Récupérer ma carte d’identité m’a pris une heure.

Une heure durant laquelle j’ai rempli de petits bristols « qui sont trop compliqués avec toutes leurs contraintes » (punaise ne viens pas en B 206 le lundi de la rentrée, c’est contrôle de grammaire). Je me suis retenu très fort de demander à ces braves gens s’il fallait leur rappeler comment mettre le bulletin adéquat dans l’enveloppe bleu le jour J mais la perspective de 48 heures de garde à vue m’a un brin refroidi.
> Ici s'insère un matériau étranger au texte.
//! Channel membership managed by the service that owns channels.
//!
//! Joining applies to the user's connections that are live right now;
//! a later connection starts in its default rooms only.

use crate::error::AppError;
use crate::state::AppState;
use crate::websocket::rooms;
use actix_web::{delete, post, web, HttpResponse};
use serde_json::json;

fn channel_room(channel_id: &str) -> Result<String, AppError> {
    if channel_id.trim().is_empty() {
        return Err(AppError::BadRequest("channel_id is required".into()));
    }
    Ok(rooms::channel(channel_id))
}

#[post("/api/v1/channels/{channel_id}/members/{user_id}")]
pub async fn add_member(
    state: web::Data<AppState>,
    path: web::Path<(String, String)>,
) -> Result<HttpResponse, AppError> {
    let (channel_id, user_id) = path.into_inner();
    let room = channel_room(&channel_id)?;

    let joined = state.hub.join_user(&user_id, &room);
    tracing::info!(%room, %user_id, joined, "channel member added");
    Ok(HttpResponse::Ok().json(json!({ "room": room, "connections": joined })))
}

#[delete("/api/v1/channels/{channel_id}/members/{user_id}")]
pub async fn remove_member(
    state: web::Data<AppState>,
    path: web::Path<(String, String)>,
) -> Result<HttpResponse, AppError> {
    let (channel_id, user_id) = path.into_inner();
    let room = channel_room(&channel_id)?;

    let left = state.hub.leave_user(&user_id, &room);
    tracing::info!(%room, %user_id, left, "channel member removed");
    Ok(HttpResponse::Ok().json(json!({ "room": room, "connections": left })))
}

#[cfg(test)]
mod tests {
    use super::*;
    use crate::config::Config;
    use crate::services::NoopMessageSink;
    use crate::websocket::{Client, Envelope, EnvelopeType, Identity};
    use actix_web::{test, App};
    use serde_json::Value;
    use std::sync::Arc;

    fn state() -> AppState {
        let config = Config::from_vars(|key| (key == "JWT_SECRET").then(|| "s3cret".to_string()))
            .unwrap();
        AppState::new(config, Arc::new(NoopMessageSink))
    }

    #[actix_web::test]
    async fn test_added_member_receives_channel_traffic() {
        let state = state();
        let (amy, mut out_amy) = Client::new(Identity::new("amy", None), 8);
        let (bob, mut out_bob) = Client::new(Identity::new("bob", None), 8);
        state.hub.register(amy);
        state.hub.register(bob);

        let app = test::init_service(
            App::new()
                .app_data(web::Data::new(state.clone()))
                .configure(crate::routes::configure),
        )
        .await;

        let req = test::TestRequest::post()
            .uri("/api/v1/channels/c-7/members/amy")
            .to_request();
        let body: Value = test::call_and_read_body_json(&app, req).await;
        assert_eq!(body["room"], "channel:c-7");
        assert_eq!(body["connections"], 1);

        let env = Envelope::new(EnvelopeType::Chat, "bob").with_room("channel:c-7");
        assert_eq!(state.hub.broadcast(&env).delivered, 1);
        assert!(out_amy.try_recv().is_ok());
        assert!(out_bob.try_recv().is_err());

        let req = test::TestRequest::delete()
            .uri("/api/v1/channels/c-7/members/amy")
            .to_request();
        let body: Value = test::call_and_read_body_json(&app, req).await;
        assert_eq!(body["connections"], 1);
        assert!(state.hub.room_members("channel:c-7").is_empty());
    }
}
Alors que le scanner est violé à la pince monseigneur, le téléphone sonne et le X-gendarme, submergé dans ses papiers, se tourne vers moi.
« Excuse-moi, tu prends ça s’il te plaît ? »
L’occasion est trop belle, je ne lui laisse pas le temps de réaliser sa bourde et je décroche pour expliquer à Ginette Sommier que oui, il faut passer à la gendarmerie pour remplir sa procuration de vote.

Je me retourne vers le visage un peu honteux du défenseur des citoyens.

« Pardon. T’étais tellement efficace, je t’ai pris pour un des collègues. »

Alors là j’ai gentiment récupéré ma carte, j’ai tourné les talons et téléphoné au consulat du Costa Rica pour me renseigner sur leurs conditions d’immigration.